Он опять сугорбился, сморщился, снова завопил:
Круг сердечушка с ружья палят,
По бокам пуля пролятыват,
Мати дома убивается,
Сынок милый не вертается…
Он вопил протяжно и столь выразительно, с такой неподдельной жалостью к жертвам войны, что солдаты начали пофыркивать носами, Иваныч смахнул слезу, и плохо бритые губы его задергались.
Быстро темнело. Стали бить вдали вечернюю зорю. Суворов вскочил, сорвал с головы рушник, припустился к своей палатке, крикнул на бегу:
— Соломки, соломки подбросьте! Спать к вам…
Глава V
Берлин взят
1
Наступила весна 1760 года. Вновь началось великое передвижение войск.
После разгрома прусской армии под Кунерсдорфом предприимчивый Фридрих сумел — правда, с большими усилиями — набрать новые войска. Вся Пруссия, изнуренная непосильными налогами, изнывала от войны. В народе подымался ропот.
Со всех сторон прусские области были окружены врагами Фридриха.
Граф Салтыков тоже двинул на Фридриха сильную армию, зимовавшую в Польше.

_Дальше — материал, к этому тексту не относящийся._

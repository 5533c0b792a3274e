//! WowTTY entry point: option resolution, credential prompts, and the
//! reactor multiplexing keyboard lines, engine events, and the guild
//! refresh timer.

use std::io::Write as _;

use anyhow::Result;
use clap::Parser;
use tokio::io::AsyncBufReadExt;
use tokio::sync::mpsc;
use tokio::time::{interval_at, Duration, Instant, Interval, MissedTickBehavior};

use wowtty::commands::Registry;
use wowtty::options::{Cli, Options};
use wowtty::output::OutputRouter;
use wowtty::session::{Control, Session, GUILD_REFRESH_SECS};
use wowtty_sdk::engine::{self, ConnectConfig};
use wowtty_sdk::event::Event;

const BANNER: &str = r"
 _ _ _           _____ _____ __ __
| | | |___ _ _ _|_   _|_   _|  |  |
| | | | . | | | | | |   | | |_   _|
|_____|___|_____| |_|   |_|   |_|
";

#[tokio::main]
async fn main() -> Result<()> {
    tracing_subscriber::fmt()
        .with_env_filter(
            tracing_subscriber::EnvFilter::try_from_default_env()
                .unwrap_or_else(|_| "wowtty=warn".into()),
        )
        .init();

    println!("{BANNER}");

    let options = Options::from_cli(Cli::parse())?;

    let account = match &options.user {
        Some(user) => user.clone(),
        None => match prompt_user() {
            Some(user) => user,
            None => return Ok(()),
        },
    };
    let password = match &options.pass {
        Some(pass) => pass.clone(),
        None => match rpassword::prompt_password("Enter pass: ") {
            Ok(pass) => pass,
            Err(_) => {
                println!();
                return Ok(());
            }
        },
    };

    println!("Connecting to realm server at {}:{}.", options.host, options.port);

    let (conn, mut events) = engine::connect(ConnectConfig {
        host: options.host.clone(),
        port: options.port,
        account,
        password,
    })
    .await?;

    let registry = Registry::new();
    let mut session = Session::new(options, conn, OutputRouter::stdout());
    run(&registry, &mut session, &mut events).await
}

/// Plain prompt for the account name. `None` means the operator aborted
/// entry, which exits cleanly.
fn prompt_user() -> Option<String> {
    print!("Enter user: ");
    std::io::stdout().flush().ok()?;
    let mut line = String::new();
    match std::io::stdin().read_line(&mut line) {
        Ok(0) | Err(_) => {
            println!();
            None
        }
        Ok(_) => Some(line.trim().to_string()),
    }
}

enum Input {
    Line(String),
    Event(Event),
    Tick,
    StdinClosed,
    EngineGone,
}

async fn run(
    registry: &Registry,
    session: &mut Session,
    events: &mut mpsc::UnboundedReceiver<Event>,
) -> Result<()> {
    let stdin = tokio::io::BufReader::new(tokio::io::stdin());
    let mut lines = stdin.lines();
    let mut stdin_open = true;
    let mut guild_timer: Option<Interval> = None;
    let mut timer_epoch = session.timer_epoch();

    loop {
        let input = tokio::select! {
            line = lines.next_line(), if stdin_open => match line {
                Ok(Some(line)) => Input::Line(line),
                Ok(None) | Err(_) => Input::StdinClosed,
            },
            event = events.recv() => match event {
                Some(event) => Input::Event(event),
                None => Input::EngineGone,
            },
            _ = tick(&mut guild_timer) => Input::Tick,
        };

        match input {
            Input::Line(line) => registry.dispatch(&line, session),
            Input::Event(event) => match session.handle_event(event) {
                Control::Continue => {}
                Control::AuthFailed => std::process::exit(1),
            },
            Input::Tick => session.refresh_guild(),
            Input::StdinClosed => stdin_open = false,
            Input::EngineGone => return Ok(()),
        }

        if session.quit {
            return Ok(());
        }

        // Reconcile the running interval with the session's timer intent.
        // A new epoch means a fresh login: the period starts over.
        if session.timer_armed() {
            if guild_timer.is_none() || timer_epoch != session.timer_epoch() {
                timer_epoch = session.timer_epoch();
                let period = Duration::from_secs(GUILD_REFRESH_SECS);
                let mut interval = interval_at(Instant::now() + period, period);
                interval.set_missed_tick_behavior(MissedTickBehavior::Delay);
                guild_timer = Some(interval);
            }
        } else {
            guild_timer = None;
        }
    }
}

/// Resolves on the next guild refresh tick, never while the timer is
/// disarmed.
async fn tick(timer: &mut Option<Interval>) {
    match timer {
        Some(interval) => {
            interval.tick().await;
        }
        None => std::future::pending::<()>().await,
    }
}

Русские войска пока что стояли вблизи реки Одер в бездействии. Осторожный Салтыков берег свою армию и не хотел одними своими силами вступать в бой с Фридрихом. Его возмущало, что австрийский генерал Лаудон все время идет по пятам прусской армии и не решается атаковать ее. Салтыков сетовал австрийскому главнокомандующему фельдмаршалу Дауну: «Если вы не воспрепятствовали королю перейти Эльбу, Шпрее и Бобер, то ничто не помешает ему перейти и Одер, соединиться с принцем Генрихом и обрушиться на меня всею силою. Но я прямо говорю: как только король перейдет Одер, я в тот же час иду обратно в Польшу, ибо здесь ни солдатам, ни коням еды нет».
После этого Даун решил дать бой Фридриху, но в двухчасовом сражении был разбит и бежал. Несмотря на столь быструю победу, Фридрих все же очутился в тяжелом положении: у него были пусты фуры и казна. Он повернул к Бреславлю, материальной своей базе. Салтыков не сумел воспользоваться замешательством Фридриха и без видимой причины стал отводить армию назад.
А время шло, наступила осень. Салтыков захворал «гипохондрией», с разрешения Петербурга подал в отставку, передав командование армией графу Фермору.
Между тем оправившийся Фридрих стал теснить австрийцев, он пытался отрезать их от хлебной Богемии, окружить и уничтожить.
Чтоб отвлечь внимание Фридриха от австрийской армии, Фермор приказал графу Захару Григорьевичу Чернышеву открыть поход к Берлину.
Двадцать тысяч русских войск, подкрепленных пятнадцатью тысячами австрийцев, двинулись к столице Пруссии.